El FMI advierte de una posible recesión global en medio de altos precios del petróleo
El Fondo Monetario Internacional (FMI) ha recortado sus perspectivas económicas para la economía mundial y advierte sobre una posible recesión si el conflicto en Irán no
El Fondo Monetario Internacional (FMI) ha emitido una contundente advertencia sobre la salud de la economía mundial, señalando un posible escenario de recesión global si el conflicto en Irán no encuentra una pronta resolución.

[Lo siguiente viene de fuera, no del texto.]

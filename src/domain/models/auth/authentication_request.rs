use crate::domain::entities::users::UserType;

/// 라우트 스코프가 요구하는 역할 정보
#[derive(Debug, Clone)]
pub enum RequiredRole {
    /// 특정 단일 역할이 필요
    Single(UserType),
}

impl RequiredRole {
    /// 사용자 역할이 요구사항을 만족하는지 확인
    pub fn is_satisfied(&self, user_type: &UserType) -> bool {
        match self {
            RequiredRole::Single(required) => required == user_type,
        }
    }
}
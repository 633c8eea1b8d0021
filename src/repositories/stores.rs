//! 저장소 포트
//!
//! 도메인 서비스는 구체 저장소가 아니라 이 trait들에만 의존합니다.
//! 운영 환경에서는 MongoDB 리포지토리가, 테스트와 로컬 실행에서는
//! [`InMemoryStore`](super::memory::InMemoryStore)가 구현을 제공합니다.
//!
//! ID는 ObjectId의 16진수 문자열입니다. 형식이 맞지 않는 ID는
//! 에러가 아니라 "존재하지 않음"(`None`)으로 취급합니다.

use async_trait::async_trait;
use chrono::NaiveDate;
use crate::core::errors::AppError;
use crate::domain::entities::appointments::{Appointment, AppointmentStatus};
use crate::domain::entities::users::{ProviderProfile, User};

/// 사용자 디렉터리
#[async_trait]
pub trait UserDirectory: Send + Sync {
    async fn find_by_id(&self, id: &str) -> Result<Option<User>, AppError>;

    async fn find_by_email(&self, email: &str) -> Result<Option<User>, AppError>;

    /// 새 사용자를 저장하고 ID가 할당된 사용자를 반환합니다.
    ///
    /// 이메일이 이미 등록되어 있으면 `ConflictError`를 반환합니다.
    async fn create(&self, user: User) -> Result<User, AppError>;

    /// 활성화 여부를 변경합니다. 사용자가 없으면 `None`.
    async fn set_active(&self, id: &str, is_active: bool) -> Result<Option<User>, AppError>;

    /// 서비스 제공자 프로필을 통째로 교체합니다. 사용자가 없으면 `None`.
    async fn save_provider_profile(&self, id: &str, profile: ProviderProfile) -> Result<Option<User>, AppError>;
}

/// 예약 저장소
#[async_trait]
pub trait AppointmentStore: Send + Sync {
    async fn find_by_id(&self, id: &str) -> Result<Option<Appointment>, AppError>;

    /// 고객의 예약 목록. 날짜 내림차순, `status`가 있으면 정확히 일치하는 것만.
    async fn list_by_client(&self, client_id: &str, status: Option<&str>) -> Result<Vec<Appointment>, AppError>;

    /// 서비스 제공자의 예약 목록. 날짜 내림차순, `status`가 있으면 정확히 일치하는 것만.
    async fn list_by_provider(&self, provider_id: &str, status: Option<&str>) -> Result<Vec<Appointment>, AppError>;

    /// 새 예약을 저장하고 ID가 할당된 예약을 반환합니다.
    async fn insert(&self, appointment: Appointment) -> Result<Appointment, AppError>;

    /// 상태와 `updated_at`만 변경합니다. 예약이 없으면 `None`.
    async fn update_status(&self, id: &str, status: &AppointmentStatus) -> Result<Option<Appointment>, AppError>;

    /// 해당 날짜에 예약 가능한 서비스 제공자
    ///
    /// 활성 상태이고 검증된 프로필을 가진 서비스 제공자 중
    /// 그 날짜에 취소되지 않은 예약이 하나도 없는 사용자입니다.
    async fn find_available_providers(&self, date: NaiveDate) -> Result<Vec<User>, AppError>;
}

Esta alerta, publicada en su informe "Perspectivas de la Economía Mundial" de abril de 2026, refleja una visión más sombría del panorama económico y resalta la interconexión entre la estabilidad geopolítica, los precios de las materias primas energéticas y el crecimiento global.
La institución de Bretton Woods ha revisado a la baja sus pronósticos de expansión del Producto Interno Bruto (PIB) global. En un escenario donde el conflicto es de corta duración y los precios del petróleo se normalizan rápidamente a alrededor de 82 dólares por barril, el FMI prevé un crecimiento del PIB mundial del 3.1% para el año en curso. Esta cifra representa un recorte significativo desde su proyección anterior del 3.4%, evidenciando la fragilidad de la recuperación económica global.
Sin embargo, el informe del FMI detalla una perspectiva aún más preocupante. Si las tensiones geopolíticas en la región del Golfo Pérsico persisten por un período prolongado y los precios del crudo se mantienen en niveles elevados, la expansión de la economía mundial podría desacelerarse aún más, llegando a un modesto 2.5%. Esta proyección subraya el grave impacto que la prolongada incertidumbre y los costos energéticos pueden tener en la actividad económica global, afectando desde la producción industrial hasta el consumo.
Para regiones como Latinoamérica, aunque el informe no se centra específicamente en ellas, un escenario de recesión global y altos precios del petróleo tendría consecuencias mixtas. Mientras que los países exportadores de crudo podrían ver un impulso temporal en sus ingresos, la desaceleración de la demanda global y el aumento de la inflación a nivel mundial presentarían desafíos significativos, afectando el comercio, la inversión y la estabilidad macroeconómica de la región. La necesidad de diversificar las economías y reducir la dependencia de las fluctuaciones de los commodities energéticos se vuelve más apremiante ante estas proyecciones globales.